The Daily Telegraph

Hughes the shark must smell blood

- Maggie Alphonsi

Towards the end of my career I began to think of my role as a back-row forward as being very similar to that of a shark. My job was to smell blood, sense any weakness or fear in the opposition fly-half and then hunt them down.

When England look at Finn Russell today they will see a man who is vulnerable, who lacks confidence and who is potentiall­y easy meat. The man who will be asked to test that theory is Nathan Hughes. With Billy Vunipola injured he is Eddie Jones’s enforcer, and it is telling that he has been recalled so quickly after recovering from a knee injury.

His primary target will be Russell, and within the first five minutes of today’s game at Murrayfiel­d I expect the No8 to pick up the ball, hold it in his distinctiv­e, one-handed style, and run straight at the Scottish fly-half.

It is the type of collision that could define the game, set the tone and silence the home crowd. If he runs over the Scot then England will know the match is in their grasp. It is a role for which Hughes is ideally suited, and his standing in the game is shown by how little comment there has been about the fact he has been parachuted into the side having played just 90 minutes of rugby in three months.

He will know that in English rugby the No8 is seen as a totemic figure. Gill Burns, Catherine Spence, Dean Richards and Lawrence Dallaglio were No8s in that mould, and Billy Vunipola is showing signs that he could be held in a similar regard by the end of his career. It means that there is a huge amount of pressure on Hughes to show he can step into those shoes.

I believe he is more than capable of doing so, with his ball carrying setting him apart. He was born in Fiji, moving to England in 2013 after time in New Zealand, and has that distinctiv­e South Sea Island approach – the ball in one hand, arm extended for the hand-off –

that is something so few northernhe­misphere players are able to do.

If you have ever played rugby at any level you will have heard a coach shout “carry the ball in both hands”, but at the rarefied level of Test rugby it is such an advantage if you can safely grasp it in one hand, allowing you to fend with the other and bringing the offload into play whilst running over the opposition, something for which the legendary All Black Jonah Lomu was famed. Hughes is strong in the tackle and has a good tactical brain as well as the energy and aggression necessary for the role.

There is no question that England miss Billy Vunipola but Hughes is as close a replacemen­t as you can get.
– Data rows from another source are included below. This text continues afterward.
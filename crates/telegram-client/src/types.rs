//! Bot API types.

use serde::{Deserialize, Serialize};

/// Envelope of every Bot API reply.
#[derive(Debug, Clone, Deserialize)]
pub struct ApiResponse<T> {
    pub ok: bool,
    pub result: Option<T>,
    pub description: Option<String>,
}

#[derive(Debug, Clone, Deserialize)]
pub struct Update {
    pub update_id: i64,
    pub message: Option<Message>,
}

#[derive(Debug, Clone, Deserialize)]
pub struct Message {
    pub message_id: i64,
    pub from: Option<User>,
    pub chat: Chat,
    pub date: i64,
    pub text: Option<String>,
}

#[derive(Debug, Clone, Deserialize)]
pub struct User {
    pub id: i64,
    #[serde(default)]
    pub is_bot: bool,
    pub first_name: String,
    pub last_name: Option<String>,
    pub username: Option<String>,
}

impl User {
    pub fn display_name(&self) -> String {
        match &self.last_name {
            Some(last) if !last.is_empty() => format!("{} {}", self.first_name, last),
            _ => self.first_name.clone(),
        }
    }
}

#[derive(Debug, Clone, Deserialize)]
pub struct Chat {
    pub id: i64,
    #[serde(rename = "type")]
    pub kind: String,
}

/// Outgoing message request.
#[derive(Debug, Clone, Serialize)]
pub struct SendMessageRequest {
    pub chat_id: i64,
    pub text: String,
    pub parse_mode: String,
    pub disable_web_page_preview: bool,
}

/// Parsed message for bot processing.
#[derive(Debug, Clone, PartialEq, Eq)]
pub struct BotMessage {
    /// Telegram user id of the sender.
    pub user_id: i64,
    /// Chat to reply into.
    pub chat_id: i64,
    pub text: String,
    /// Whether this is a one-to-one chat with the bot.
    pub is_private: bool,
    pub display_name: String,
}

impl BotMessage {
    /// Extract a text message from an update. Non-text updates, messages
    /// without a sender and messages from other bots yield `None`.
    pub fn from_update(update: &Update) -> Option<Self> {
        let message = update.message.as_ref()?;
        let from = message.from.as_ref().filter(|u| !u.is_bot)?;
        let text = message.text.as_ref()?.trim();
        if text.is_empty() {
            return None;
        }

        Some(Self {
            user_id: from.id,
            chat_id: message.chat.id,
            text: text.to_string(),
            is_private: message.chat.kind == "private",
            display_name: from.display_name(),
        })
    }

    /// The `/command` word, without any `@botname` suffix, if the text is a command.
    pub fn command(&self) -> Option<&str> {
        let first = self.text.split_whitespace().next()?;
        let command = first.strip_prefix('/')?;
        Some(command.split('@').next().unwrap_or(command))
    }

    /// Text after the command word, trimmed.
    pub fn args(&self) -> &str {
        match self.text.split_once(char::is_whitespace) {
            Some((_, rest)) if self.command().is_some() => rest.trim(),
            _ => "",
        }
    }
}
Sam Simmonds has done an admirable job but he is far smaller than Vunipola and Hughes and requires England to play in a different way, making half-breaks rather than pulling in defenders.

I have also been impressed with how Hughes has dealt with being Vunipola’s understudy. Some players can struggle with the idea that they are only keeping the seat warm, and I had to do it for quite a while early in my career. It really fuelled the fire in me and Hughes seems to be a similar character.

Vunipola’s fitness issues mean Hughes will be a vital player over the next two years. He will need to lead and set an example. But above all, today he will need to make his mark. Eddie’s leading shark must step out of the shadows of Billy and prove he is the No 8 everyone should be talking about.